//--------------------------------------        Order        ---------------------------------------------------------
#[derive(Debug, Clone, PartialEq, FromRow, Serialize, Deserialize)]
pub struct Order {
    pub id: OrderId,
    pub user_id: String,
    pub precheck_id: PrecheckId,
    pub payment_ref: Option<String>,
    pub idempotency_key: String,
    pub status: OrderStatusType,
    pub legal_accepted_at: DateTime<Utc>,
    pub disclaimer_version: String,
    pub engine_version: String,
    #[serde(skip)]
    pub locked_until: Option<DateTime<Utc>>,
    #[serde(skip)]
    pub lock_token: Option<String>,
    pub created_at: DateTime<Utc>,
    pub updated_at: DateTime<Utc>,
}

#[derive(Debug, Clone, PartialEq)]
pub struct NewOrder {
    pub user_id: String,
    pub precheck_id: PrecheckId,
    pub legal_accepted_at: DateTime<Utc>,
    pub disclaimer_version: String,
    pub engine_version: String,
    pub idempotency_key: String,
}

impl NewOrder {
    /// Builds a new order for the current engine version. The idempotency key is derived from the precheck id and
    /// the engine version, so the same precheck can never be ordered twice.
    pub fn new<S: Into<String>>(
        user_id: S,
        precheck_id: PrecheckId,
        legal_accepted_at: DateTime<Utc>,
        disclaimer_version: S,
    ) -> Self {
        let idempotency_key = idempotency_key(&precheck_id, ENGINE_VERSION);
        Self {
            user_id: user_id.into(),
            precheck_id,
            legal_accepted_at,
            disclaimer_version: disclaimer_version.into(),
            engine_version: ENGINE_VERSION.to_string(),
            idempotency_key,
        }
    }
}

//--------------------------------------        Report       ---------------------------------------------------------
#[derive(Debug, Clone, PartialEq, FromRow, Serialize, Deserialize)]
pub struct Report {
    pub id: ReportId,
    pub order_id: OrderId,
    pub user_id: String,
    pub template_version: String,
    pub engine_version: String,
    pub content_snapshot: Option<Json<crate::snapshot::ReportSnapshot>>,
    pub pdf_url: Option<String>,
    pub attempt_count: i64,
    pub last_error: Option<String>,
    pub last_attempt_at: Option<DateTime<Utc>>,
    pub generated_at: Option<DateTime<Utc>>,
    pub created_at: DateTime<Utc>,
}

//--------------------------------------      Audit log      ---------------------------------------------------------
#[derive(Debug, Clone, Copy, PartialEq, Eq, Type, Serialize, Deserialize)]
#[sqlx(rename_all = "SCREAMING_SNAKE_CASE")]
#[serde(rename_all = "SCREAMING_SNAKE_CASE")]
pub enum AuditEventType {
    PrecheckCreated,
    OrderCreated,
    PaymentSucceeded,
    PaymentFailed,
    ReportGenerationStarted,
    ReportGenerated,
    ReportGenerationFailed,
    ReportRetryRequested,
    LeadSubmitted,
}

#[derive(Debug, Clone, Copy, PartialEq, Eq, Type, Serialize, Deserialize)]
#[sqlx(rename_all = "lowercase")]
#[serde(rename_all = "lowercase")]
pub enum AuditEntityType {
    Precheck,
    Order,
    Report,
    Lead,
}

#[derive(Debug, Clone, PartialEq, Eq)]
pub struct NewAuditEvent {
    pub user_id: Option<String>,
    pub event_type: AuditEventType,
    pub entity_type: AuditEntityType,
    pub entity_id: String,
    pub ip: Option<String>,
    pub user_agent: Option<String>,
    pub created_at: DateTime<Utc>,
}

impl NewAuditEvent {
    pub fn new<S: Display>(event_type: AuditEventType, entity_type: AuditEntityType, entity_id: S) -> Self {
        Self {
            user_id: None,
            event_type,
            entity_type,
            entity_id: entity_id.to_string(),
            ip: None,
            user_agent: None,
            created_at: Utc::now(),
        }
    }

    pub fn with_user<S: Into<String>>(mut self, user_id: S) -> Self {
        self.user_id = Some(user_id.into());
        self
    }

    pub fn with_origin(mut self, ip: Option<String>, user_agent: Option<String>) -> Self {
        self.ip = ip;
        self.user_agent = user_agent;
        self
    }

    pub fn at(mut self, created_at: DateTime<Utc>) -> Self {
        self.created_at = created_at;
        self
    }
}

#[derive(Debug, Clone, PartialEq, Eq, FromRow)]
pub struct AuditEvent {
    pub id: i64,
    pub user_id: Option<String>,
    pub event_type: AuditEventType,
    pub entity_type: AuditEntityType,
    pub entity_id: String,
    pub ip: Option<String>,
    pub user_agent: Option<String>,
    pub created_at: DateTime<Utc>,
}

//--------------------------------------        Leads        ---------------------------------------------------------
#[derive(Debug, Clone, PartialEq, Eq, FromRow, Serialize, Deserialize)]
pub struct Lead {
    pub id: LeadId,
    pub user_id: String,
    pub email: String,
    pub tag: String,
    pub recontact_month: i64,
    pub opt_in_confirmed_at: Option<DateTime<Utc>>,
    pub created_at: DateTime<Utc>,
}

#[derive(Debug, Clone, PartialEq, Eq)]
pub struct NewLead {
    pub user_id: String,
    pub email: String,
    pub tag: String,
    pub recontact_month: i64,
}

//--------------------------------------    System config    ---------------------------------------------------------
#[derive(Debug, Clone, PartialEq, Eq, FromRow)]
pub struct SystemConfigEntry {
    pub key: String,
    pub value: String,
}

=====

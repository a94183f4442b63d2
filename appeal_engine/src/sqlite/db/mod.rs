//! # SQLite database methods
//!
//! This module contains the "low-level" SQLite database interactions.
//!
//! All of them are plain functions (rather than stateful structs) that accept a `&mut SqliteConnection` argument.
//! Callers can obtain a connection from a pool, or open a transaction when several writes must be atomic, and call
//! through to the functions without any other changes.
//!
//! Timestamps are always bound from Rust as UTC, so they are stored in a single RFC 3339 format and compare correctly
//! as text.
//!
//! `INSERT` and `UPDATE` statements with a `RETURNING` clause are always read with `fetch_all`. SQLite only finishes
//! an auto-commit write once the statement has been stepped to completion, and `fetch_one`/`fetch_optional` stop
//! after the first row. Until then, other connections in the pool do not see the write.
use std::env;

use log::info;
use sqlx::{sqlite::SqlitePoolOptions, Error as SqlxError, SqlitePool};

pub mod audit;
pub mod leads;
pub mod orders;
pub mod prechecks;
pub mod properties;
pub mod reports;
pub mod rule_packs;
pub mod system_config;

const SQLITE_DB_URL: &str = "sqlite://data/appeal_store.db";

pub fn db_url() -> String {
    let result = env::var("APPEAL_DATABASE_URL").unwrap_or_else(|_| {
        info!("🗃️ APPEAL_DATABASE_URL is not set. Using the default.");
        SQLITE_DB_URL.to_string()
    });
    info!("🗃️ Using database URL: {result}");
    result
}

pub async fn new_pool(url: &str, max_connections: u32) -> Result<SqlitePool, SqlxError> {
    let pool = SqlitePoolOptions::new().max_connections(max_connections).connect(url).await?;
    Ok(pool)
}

=====

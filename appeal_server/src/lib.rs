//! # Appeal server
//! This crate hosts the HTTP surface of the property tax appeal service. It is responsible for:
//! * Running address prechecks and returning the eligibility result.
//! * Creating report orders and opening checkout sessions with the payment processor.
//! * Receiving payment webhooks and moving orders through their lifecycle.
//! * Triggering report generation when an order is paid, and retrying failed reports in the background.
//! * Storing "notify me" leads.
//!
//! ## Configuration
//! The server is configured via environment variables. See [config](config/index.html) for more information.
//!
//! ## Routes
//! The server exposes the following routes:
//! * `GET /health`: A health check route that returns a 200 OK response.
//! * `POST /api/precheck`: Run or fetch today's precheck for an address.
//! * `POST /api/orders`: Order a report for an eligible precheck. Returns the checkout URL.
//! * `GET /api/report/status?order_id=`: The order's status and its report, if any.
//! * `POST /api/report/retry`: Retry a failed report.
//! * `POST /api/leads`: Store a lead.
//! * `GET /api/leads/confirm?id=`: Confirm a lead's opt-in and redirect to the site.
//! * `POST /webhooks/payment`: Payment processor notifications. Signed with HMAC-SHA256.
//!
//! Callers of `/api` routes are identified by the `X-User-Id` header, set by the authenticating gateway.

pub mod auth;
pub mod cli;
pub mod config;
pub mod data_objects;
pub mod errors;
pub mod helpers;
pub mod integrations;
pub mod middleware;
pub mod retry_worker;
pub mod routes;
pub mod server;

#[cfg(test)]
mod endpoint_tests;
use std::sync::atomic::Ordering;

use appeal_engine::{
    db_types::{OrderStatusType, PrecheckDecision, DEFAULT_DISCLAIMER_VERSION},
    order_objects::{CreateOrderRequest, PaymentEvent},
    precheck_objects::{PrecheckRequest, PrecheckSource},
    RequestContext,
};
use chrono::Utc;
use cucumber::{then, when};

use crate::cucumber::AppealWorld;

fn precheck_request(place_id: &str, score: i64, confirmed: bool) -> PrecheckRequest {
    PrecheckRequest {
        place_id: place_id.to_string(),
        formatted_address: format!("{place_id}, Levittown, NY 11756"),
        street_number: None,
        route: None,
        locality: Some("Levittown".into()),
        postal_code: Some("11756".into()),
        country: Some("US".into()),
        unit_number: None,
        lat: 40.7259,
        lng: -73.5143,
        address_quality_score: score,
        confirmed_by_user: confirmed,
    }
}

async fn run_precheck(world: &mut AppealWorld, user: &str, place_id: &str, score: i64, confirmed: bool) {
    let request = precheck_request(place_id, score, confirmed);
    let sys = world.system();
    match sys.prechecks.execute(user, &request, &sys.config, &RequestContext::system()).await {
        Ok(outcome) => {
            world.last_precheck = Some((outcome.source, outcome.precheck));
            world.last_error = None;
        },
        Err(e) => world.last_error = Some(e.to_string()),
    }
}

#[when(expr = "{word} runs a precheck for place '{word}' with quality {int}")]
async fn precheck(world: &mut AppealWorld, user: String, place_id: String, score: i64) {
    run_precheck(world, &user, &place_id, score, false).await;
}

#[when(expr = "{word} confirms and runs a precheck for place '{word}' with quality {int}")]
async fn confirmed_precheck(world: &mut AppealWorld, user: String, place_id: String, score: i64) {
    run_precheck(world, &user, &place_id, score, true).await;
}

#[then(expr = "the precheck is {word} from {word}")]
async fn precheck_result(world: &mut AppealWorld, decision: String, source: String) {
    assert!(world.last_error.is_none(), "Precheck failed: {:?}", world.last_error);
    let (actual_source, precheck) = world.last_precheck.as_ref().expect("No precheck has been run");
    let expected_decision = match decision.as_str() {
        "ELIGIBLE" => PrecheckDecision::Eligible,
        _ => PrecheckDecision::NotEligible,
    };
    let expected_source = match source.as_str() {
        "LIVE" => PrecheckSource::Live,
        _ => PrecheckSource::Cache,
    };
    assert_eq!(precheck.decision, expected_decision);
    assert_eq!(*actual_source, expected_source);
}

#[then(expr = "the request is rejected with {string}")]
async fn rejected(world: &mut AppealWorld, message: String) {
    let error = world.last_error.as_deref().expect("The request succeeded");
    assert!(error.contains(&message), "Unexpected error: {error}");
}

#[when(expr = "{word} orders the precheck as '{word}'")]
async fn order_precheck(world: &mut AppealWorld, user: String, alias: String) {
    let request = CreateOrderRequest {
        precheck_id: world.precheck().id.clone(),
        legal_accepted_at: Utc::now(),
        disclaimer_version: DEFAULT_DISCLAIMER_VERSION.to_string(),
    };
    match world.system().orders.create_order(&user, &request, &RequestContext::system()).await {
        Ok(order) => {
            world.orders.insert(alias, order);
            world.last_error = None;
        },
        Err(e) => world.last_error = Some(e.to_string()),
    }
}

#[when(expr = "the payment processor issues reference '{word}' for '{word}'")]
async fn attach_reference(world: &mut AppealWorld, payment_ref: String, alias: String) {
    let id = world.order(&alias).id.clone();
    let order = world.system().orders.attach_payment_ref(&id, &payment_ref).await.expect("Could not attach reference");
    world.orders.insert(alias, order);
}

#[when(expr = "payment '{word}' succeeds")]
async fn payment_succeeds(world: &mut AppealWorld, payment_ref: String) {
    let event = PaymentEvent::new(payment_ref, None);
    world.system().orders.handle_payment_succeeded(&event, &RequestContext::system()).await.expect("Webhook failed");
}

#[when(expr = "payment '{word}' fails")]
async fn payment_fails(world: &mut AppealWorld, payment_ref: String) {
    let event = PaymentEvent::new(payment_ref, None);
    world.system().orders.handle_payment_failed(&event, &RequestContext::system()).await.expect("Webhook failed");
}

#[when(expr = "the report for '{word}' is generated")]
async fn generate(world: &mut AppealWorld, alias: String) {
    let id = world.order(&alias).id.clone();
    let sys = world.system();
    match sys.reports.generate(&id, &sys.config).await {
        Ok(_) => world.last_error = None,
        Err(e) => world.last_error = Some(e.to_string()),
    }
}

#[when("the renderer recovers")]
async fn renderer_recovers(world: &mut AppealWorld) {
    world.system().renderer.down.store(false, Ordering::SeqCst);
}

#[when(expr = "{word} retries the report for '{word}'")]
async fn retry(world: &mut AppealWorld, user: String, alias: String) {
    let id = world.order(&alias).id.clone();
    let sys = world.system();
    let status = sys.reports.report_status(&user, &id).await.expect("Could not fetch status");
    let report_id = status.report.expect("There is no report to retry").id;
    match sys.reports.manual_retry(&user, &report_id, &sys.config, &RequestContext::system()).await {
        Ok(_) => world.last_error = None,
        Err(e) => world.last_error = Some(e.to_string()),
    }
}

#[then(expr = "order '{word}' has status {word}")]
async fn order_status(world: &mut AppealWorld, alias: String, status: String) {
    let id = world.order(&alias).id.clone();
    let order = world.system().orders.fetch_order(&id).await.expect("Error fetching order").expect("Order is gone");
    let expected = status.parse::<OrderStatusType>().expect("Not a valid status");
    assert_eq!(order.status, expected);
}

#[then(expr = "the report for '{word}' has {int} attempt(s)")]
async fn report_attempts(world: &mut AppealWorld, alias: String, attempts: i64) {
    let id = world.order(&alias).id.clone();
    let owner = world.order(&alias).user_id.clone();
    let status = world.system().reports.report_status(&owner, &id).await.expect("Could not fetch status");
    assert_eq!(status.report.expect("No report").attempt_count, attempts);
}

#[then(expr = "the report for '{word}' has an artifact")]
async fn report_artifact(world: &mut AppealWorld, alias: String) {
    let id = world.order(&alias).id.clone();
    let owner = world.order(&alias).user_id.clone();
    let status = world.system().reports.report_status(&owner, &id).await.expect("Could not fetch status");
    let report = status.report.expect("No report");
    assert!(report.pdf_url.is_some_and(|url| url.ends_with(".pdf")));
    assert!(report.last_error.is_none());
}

=====

[WORK TASK] Above are the entries; copy out every line among them that contains the word "checkout".

[ANSWER SECTION]
//! * Creating report orders and opening checkout sessions with the payment processor.
//! * `POST /api/orders`: Order a report for an eligible precheck. Returns the checkout URL.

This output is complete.